The World Environment Day came and went by – and like many others around me, I thought it was time to start making a change in my life. I pledged to #unplastic. And then started the ordeal.

The first step was eliminating the need for and usage of single-use plastic. I had seen numerous posters about this – and they all talked about eliminating shopping bags, straws and water bottles. That couldn’t be hard, now could it?

First came the shopping bags. My parents had shifted to cloth/jute totes quite a while back – so this was just like picking up an old habit. I added thin fold-able cloth totes to my kitchen drawer and office bag (read unplanned grocery shopping trips).

Water bottles – this wasn’t difficult either.
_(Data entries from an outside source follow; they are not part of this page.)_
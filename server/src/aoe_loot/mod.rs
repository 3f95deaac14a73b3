//! Area-of-effect looting
//!
//! Lets a player empty every eligible corpse around them with a single loot
//! request. The module owns no world state: everything it touches (creatures,
//! loot containers, bags, money, groups, chat) is reached through the
//! [`LootHost`] trait, and objects are always re-resolved by guid.
//!
//! A pass runs in three steps:
//! 1. [`discovery`] collects nearby dead creatures the player may loot.
//! 2. Below `AOELoot.CorpseThreshold` nothing happens and the normal
//!    single-target loot path handles the request.
//! 3. [`sequencer`] replays quest, free-for-all and regular slots of every
//!    corpse, hands remaining gold to [`money`], and releases emptied corpses.
//!
//! [`commands`] exposes the `.aoeloot` chat commands and the automatic
//! trigger fired by the loot opcode.

pub mod commands;
pub mod discovery;
pub mod money;
pub mod preferences;
pub mod sequencer;

use crate::config::AoeLootConfig;
use crate::error::LootError;
use crate::loot::{Loot, LootItem, PlayerId};
use log::debug;
use shared::{ObjectGuid, Position};

pub use commands::{handle_command, handle_loot_opcode, login_message, AoeLootCommand};
pub use discovery::{find_candidates, is_eligible};
pub use money::{distribute_gold, MoneyShare};
pub use preferences::LootPreferences;
pub use sequencer::{process_corpse, start_aoe_loot, CorpseReport};

pub const LOG_TARGET: &str = "module.aoe_loot";

/// What the module needs to know about a creature.
#[derive(Debug, Clone, Copy, PartialEq)]
pub struct CreatureStatus {
    pub position: Position,
    pub is_alive: bool,
    /// The lootable dynamic flag is still set
    pub is_lootable: bool,
    pub has_loot_recipient: bool,
}

/// Services the host server provides to the module.
pub trait LootHost {
    /// `None` when the player is not in the world.
    fn player_position(&self, player: PlayerId) -> Option<Position>;

    fn is_instanceable_map(&self, map_id: u32) -> bool;

    /// Instance loot permission check (loot mode, lockouts, ...).
    fn is_allowed_to_loot(&self, player: PlayerId, creature: ObjectGuid) -> bool;

    /// Members of the player's group, `None` when ungrouped.
    fn group_members(&self, player: PlayerId) -> Option<Vec<PlayerId>>;

    /// Dead creatures within `radius`, in grid order.
    fn dead_creatures_near(&self, player: PlayerId, radius: f32) -> Vec<ObjectGuid>;

    fn creature_status(&self, creature: ObjectGuid) -> Option<CreatureStatus>;

    fn is_tapped_by(&self, creature: ObjectGuid, player: PlayerId) -> bool;

    /// Resolves the loot container behind `guid` as seen by `player`.
    fn loot(&self, player: PlayerId, guid: ObjectGuid) -> Result<&Loot, LootError>;

    fn loot_mut(&mut self, player: PlayerId, guid: ObjectGuid) -> Result<&mut Loot, LootError>;

    /// Moves the item in `slot` into the player's bags and marks the slot looted.
    fn store_loot_item(
        &mut self,
        player: PlayerId,
        guid: ObjectGuid,
        slot: u8,
    ) -> Result<LootItem, LootError>;

    /// The player's currently open loot, `None` clears it.
    fn set_loot_guid(&mut self, player: PlayerId, guid: Option<ObjectGuid>);

    fn send_loot_release(&mut self, player: PlayerId, guid: ObjectGuid);

    /// Clears the lootable flag and lets the corpse decay.
    fn all_loot_removed_from_corpse(&mut self, creature: ObjectGuid);

    fn notify_money_removed(&mut self, guid: ObjectGuid);

    fn modify_money(&mut self, player: PlayerId, amount: u32);

    fn record_looted_money(&mut self, player: PlayerId, amount: u32);

    fn send_system_message(&mut self, player: PlayerId, text: String);

    fn send_loot_money_notify(&mut self, player: PlayerId, amount: u32, solo: bool);

    fn send_item_retrieval_mail(&mut self, player: PlayerId, item_id: u32, count: u32);
}

/// Per-invocation view of who is looting and under which settings.
#[derive(Debug, Clone, Copy)]
pub struct LootContext<'a> {
    pub config: &'a AoeLootConfig,
    pub player: PlayerId,
    pub prefs: LootPreferences,
}

impl<'a> LootContext<'a> {
    pub fn new(config: &'a AoeLootConfig, player: PlayerId, prefs: LootPreferences) -> Self {
        Self {
            config,
            player,
            prefs,
        }
    }

    pub fn debug_enabled(&self) -> bool {
        self.config.debug || self.prefs.is_debug()
    }

    /// Logs a diagnostic and echoes it to the player when debug output is on.
    pub fn debug(&self, host: &mut impl LootHost, message: &str) {
        debug!(target: LOG_TARGET, "player {}: {}", self.player, message);
        if self.debug_enabled() {
            host.send_system_message(self.player, format!("AOE Loot: {}", message));
        }
    }
}

/// Result of one `.aoeloot startaoeloot` or loot-opcode pass.
#[derive(Debug, Clone, PartialEq, Eq)]
pub enum AoeLootOutcome {
    Disabled,
    NoPlayer,
    BelowThreshold { eligible: usize, threshold: u32 },
    Looted(PassSummary),
}

#[derive(Debug, Clone, Default, PartialEq, Eq)]
pub struct PassSummary {
    pub corpses_processed: usize,
    pub corpses_skipped: usize,
    /// Corpses emptied and released during the pass
    pub released: Vec<ObjectGuid>,
    pub items_stored: usize,
    pub items_failed: usize,
    pub items_mailed: usize,
    pub gold_credited: u64,
    pub gold_dropped: u64,
}

impl PassSummary {
    pub fn was_released(&self, guid: ObjectGuid) -> bool {
        self.released.contains(&guid)
    }

    pub fn absorb(&mut self, report: &CorpseReport) {
        if !report.processed {
            self.corpses_skipped += 1;
            return;
        }
        self.corpses_processed += 1;
        self.items_stored += report.items_stored;
        self.items_failed += report.items_failed;
        self.items_mailed += report.items_mailed;
        if report.released {
            self.released.extend(report.corpse);
        }
        if let Some(share) = &report.money {
            self.gold_credited += share.credited();
            self.gold_dropped += share.dropped as u64;
        }
    }
}
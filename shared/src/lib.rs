use serde::{Deserialize, Serialize};
use std::fmt;

pub const PROTOCOL_VERSION: u32 = 1;
pub const INTERACTION_DISTANCE: f32 = 5.0;
pub const MAX_LOOT_SLOTS: usize = 16;

#[derive(Debug, Serialize, Deserialize, Clone, PartialEq)]
pub enum Packet {
    Connect {
        client_version: u32,
    },
    Disconnect,
    Loot {
        target: ObjectGuid,
    },
    AutostoreLootItem {
        slot: u8,
    },
    LootMoney,
    LootRelease {
        target: ObjectGuid,
    },
    ChatCommand {
        text: String,
    },

    Connected {
        client_id: u32,
    },
    Disconnected {
        reason: String,
    },
    SystemMessage {
        text: String,
    },
    LootResponse {
        target: ObjectGuid,
        gold: u32,
        items: Vec<LootSlotView>,
    },
    LootMoneyNotify {
        amount: u32,
        solo: bool,
    },
    ItemPushed {
        item_id: u32,
        count: u32,
    },
    LootReleaseResponse {
        target: ObjectGuid,
    },
    LootRemoved {
        slot: u8,
    },
    LootClearMoney {
        target: ObjectGuid,
    },
    ItemRetrievalMail {
        item_id: u32,
        count: u32,
    },
}

/// One visible entry of a loot window.
#[derive(Debug, Serialize, Deserialize, Clone, PartialEq, Eq)]
pub struct LootSlotView {
    pub slot: u8,
    pub item_id: u32,
    pub count: u32,
}

#[derive(Debug, Serialize, Deserialize, Clone, Copy, PartialEq, Eq, Hash, PartialOrd, Ord)]
pub enum GuidKind {
    Player,
    Creature,
    Corpse,
    Item,
    GameObject,
}

impl GuidKind {
    fn tag(self) -> u64 {
        match self {
            GuidKind::Player => 0x00,
            GuidKind::Creature => 0xF1,
            GuidKind::Corpse => 0xF5,
            GuidKind::Item => 0x40,
            GuidKind::GameObject => 0xF4,
        }
    }
}

/// Identity of any world object. Objects are always re-resolved through the
/// host by guid, never held by reference across calls.
#[derive(Debug, Serialize, Deserialize, Clone, Copy, PartialEq, Eq, Hash, PartialOrd, Ord)]
pub struct ObjectGuid {
    pub kind: GuidKind,
    pub counter: u32,
}

impl ObjectGuid {
    pub const EMPTY: ObjectGuid = ObjectGuid {
        kind: GuidKind::Player,
        counter: 0,
    };

    pub fn new(kind: GuidKind, counter: u32) -> Self {
        Self { kind, counter }
    }

    pub fn player(id: u32) -> Self {
        Self::new(GuidKind::Player, id)
    }

    pub fn creature(counter: u32) -> Self {
        Self::new(GuidKind::Creature, counter)
    }

    pub fn corpse(counter: u32) -> Self {
        Self::new(GuidKind::Corpse, counter)
    }

    pub fn item(counter: u32) -> Self {
        Self::new(GuidKind::Item, counter)
    }

    pub fn game_object(counter: u32) -> Self {
        Self::new(GuidKind::GameObject, counter)
    }

    pub fn is_empty(&self) -> bool {
        *self == Self::EMPTY
    }

    pub fn is_creature(&self) -> bool {
        self.kind == GuidKind::Creature
    }

    pub fn is_corpse(&self) -> bool {
        self.kind == GuidKind::Corpse
    }

    pub fn is_item(&self) -> bool {
        self.kind == GuidKind::Item
    }

    pub fn is_game_object(&self) -> bool {
        self.kind == GuidKind::GameObject
    }

    pub fn raw(&self) -> u64 {
        (self.kind.tag() << 32) | self.counter as u64
    }
}

impl fmt::Display for ObjectGuid {
    fn fmt(&self, f: &mut fmt::Formatter<'_>) -> fmt::Result {
        write!(f, "{:?} (0x{:016X})", self.kind, self.raw())
    }
}

#[derive(Debug, Serialize, Deserialize, Clone, Copy, PartialEq)]
pub struct Position {
    pub map_id: u32,
    pub x: f32,
    pub y: f32,
    pub z: f32,
}

impl Position {
    pub fn new(map_id: u32, x: f32, y: f32, z: f32) -> Self {
        Self { map_id, x, y, z }
    }

    pub fn offset(&self, dx: f32, dy: f32) -> Self {
        Self::new(self.map_id, self.x + dx, self.y + dy, self.z)
    }

    /// Distance between two positions, or `None` when they are on different maps.
    pub fn distance(&self, other: &Position) -> Option<f32> {
        if self.map_id != other.map_id {
            return None;
        }
        let dx = other.x - self.x;
        let dy = other.y - self.y;
        let dz = other.z - self.z;
        Some((dx * dx + dy * dy + dz * dz).sqrt())
    }

    pub fn is_within(&self, other: &Position, range: f32) -> bool {
        self.distance(other).map_or(false, |d| d <= range)
    }
}
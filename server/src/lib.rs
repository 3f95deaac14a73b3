//! # Loot Server Library
//!
//! This library provides an authoritative game server built around
//! area-of-effect looting: a player who opted in empties every eligible
//! corpse around them with a single loot request instead of opening each
//! one in turn.
//!
//! ## Core Responsibilities
//!
//! ### World State
//! The server owns the canonical world: players with their bags and money,
//! slain creatures with their loot and tap rights, player bones, lootable
//! bag items and groups. Clients only ever send requests; every decision
//! about what may be looted is made here.
//!
//! ### AOE Looting
//! The `aoe_loot` module intercepts the normal loot request, discovers the
//! corpses the player may loot, and replays the regular per-slot loot logic
//! across all of them. It talks to the world exclusively through the
//! [`aoe_loot::LootHost`] trait and re-resolves every object by guid.
//!
//! ### Client Management
//! Handles the lifecycle of client connections, including:
//! - Connection establishment and player assignment
//! - Per-session loot preferences and account security level
//! - Disconnection handling and timeout cleanup
//!
//! ## Architecture Design
//!
//! ### Single-Threaded Event Loop
//! All packets, world ticks and configuration reloads are processed
//! sequentially by one loop. An AOE pass runs to completion inside the
//! handling of a single request and never awaits.
//!
//! ### UDP-Based Communication
//! Uses UDP sockets with bincode-encoded [`shared::Packet`] messages.
//!
//! ## Module Organization
//!
//! - `aoe_loot`: discovery, loot replay, gold distribution and `.aoeloot` commands
//! - `client_manager`: connected sessions and their preferences
//! - `config`: the `[AOELoot]` TOML configuration
//! - `error`: configuration and loot errors
//! - `game`: the in-memory world implementing `LootHost`
//! - `inventory`: player bags
//! - `loot`: loot containers and slot bookkeeping
//! - `network`: sockets, tasks and the main loop
//!
//! ## Usage Example
//!
//! ```rust,no_run
//! use server::config::AoeLootConfig;
//! use server::network::Server;
//! use std::time::Duration;
//!
//! #[tokio::main]
//! async fn main() -> Result<(), Box<dyn std::error::Error>> {
//!     let config = AoeLootConfig::load("aoe_loot.toml").await?;
//!
//!     // 60Hz world ticks, at most 32 clients, config hot reload and
//!     // ten slain creatures around every new player
//!     let mut server = Server::new(
//!         "127.0.0.1:8080",
//!         Duration::from_millis(16),
//!         32,
//!         config,
//!     )
//!     .await?
//!     .with_config_path("aoe_loot.toml")
//!     .with_demo_corpses(10);
//!
//!     server.run().await?;
//!
//!     Ok(())
//! }
//! ```
//!
//! The server runs internal async tasks for:
//! - **Network Receiver**: Continuously listens for incoming packets
//! - **Network Sender**: Processes the outgoing packet queue
//! - **Timeout Checker**: Removes inactive connections
//! - **Config Watcher**: Reloads the configuration file when it changes
//! - **Main Loop**: Handles requests, decays corpses and flushes replies

pub mod aoe_loot;
pub mod client_manager;
pub mod config;
pub mod error;
pub mod game;
pub mod inventory;
pub mod loot;
pub mod network;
I already had steel bottles at home and office – I had to just make sure I carried a bottle every time I stepped out, even if it was to the mall or to the airport (Airport hack: Carry empty bottle across the security check and then fill it at the water dispensers).

Straws – eliminating these weren’t a problem at all, as I am not a soda person and straws ranked very low in my consumption pattern any way.

That is it, right? I was winning this war on plastic already.

Not quite. The Baader-Meinhof phenomenon be damned. For those who haven’t heard, it’s the phenomenon when a thing you just discovered suddenly seems to crop up everywhere. Yes, there is a word for that!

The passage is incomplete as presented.